◆ **AVAILABLE RECORDS**:

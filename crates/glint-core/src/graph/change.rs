//! Change notifications raised by graph mutations.
//!
//! Every successful mutation of a [`FilterGraph`](super::FilterGraph) is
//! reported to its registered [`ChangeListener`]s. The payloads are plain
//! serializable values so that a listener can forward them to another
//! process and replay them on a replica.

use serde::{Deserialize, Serialize};

use crate::effect::EffectState;
use crate::modulation::Modulation;
use crate::signal::OutputSize;

use super::connection::Connection;
use super::ids::{ConnectionId, ModulationId, ModulationSourceId, NodeId};

/// One graph mutation.
#[derive(Debug, Clone, PartialEq, Serialize, Deserialize)]
#[serde(rename_all = "snake_case", tag = "change")]
pub enum GraphChange {
    /// A node was added.
    NodeAdded {
        /// New node id.
        id: NodeId,
        /// Effect snapshot.
        state: EffectState,
    },
    /// A node and its connections/modulations were removed.
    NodeRemoved {
        /// Removed node id.
        id: NodeId,
    },
    /// Base parameter values of a node changed.
    NodeUpdated {
        /// Node id.
        id: NodeId,
        /// Effect snapshot after the change.
        state: EffectState,
    },
    /// A connection was added.
    ConnectionAdded(Connection),
    /// A connection was removed.
    ConnectionRemoved {
        /// Removed connection id.
        id: ConnectionId,
    },
    /// A modulation source was added.
    ModulationSourceAdded {
        /// New source id.
        id: ModulationSourceId,
        /// Source snapshot.
        state: EffectState,
    },
    /// A modulation source and its modulations were removed.
    ModulationSourceRemoved {
        /// Removed source id.
        id: ModulationSourceId,
    },
    /// Parameters of a modulation source changed.
    ModulationSourceUpdated {
        /// Source id.
        id: ModulationSourceId,
        /// Source snapshot after the change.
        state: EffectState,
    },
    /// A modulation was added.
    ModulationAdded(Modulation),
    /// A modulation was removed.
    ModulationRemoved {
        /// Removed modulation id.
        id: ModulationId,
    },
    /// Amount, inversion or target of a modulation changed.
    ModulationUpdated(Modulation),
    /// The sink's output size changed.
    OutputSizeChanged(OutputSize),
}

/// Receives graph change notifications.
pub trait ChangeListener: Send {
    /// Called after each successful mutation.
    fn graph_changed(&self, change: &GraphChange);
}

impl<F> ChangeListener for F
where
    F: Fn(&GraphChange) + Send,
{
    fn graph_changed(&self, change: &GraphChange) {
        self(change)
    }
}

/// Handle returned by [`FilterGraph::add_listener`](super::FilterGraph::add_listener).
#[derive(Debug, Clone, Copy, PartialEq, Eq, Hash)]
pub struct ListenerId(pub(crate) u32);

◆ **HOW TO COMPLETE THIS TASK**: Where does "were" occur in the data? Copy each line that has it.

◆ **TASK ANSWER**:
    /// A node and its connections/modulations were removed.
    /// A modulation source and its modulations were removed.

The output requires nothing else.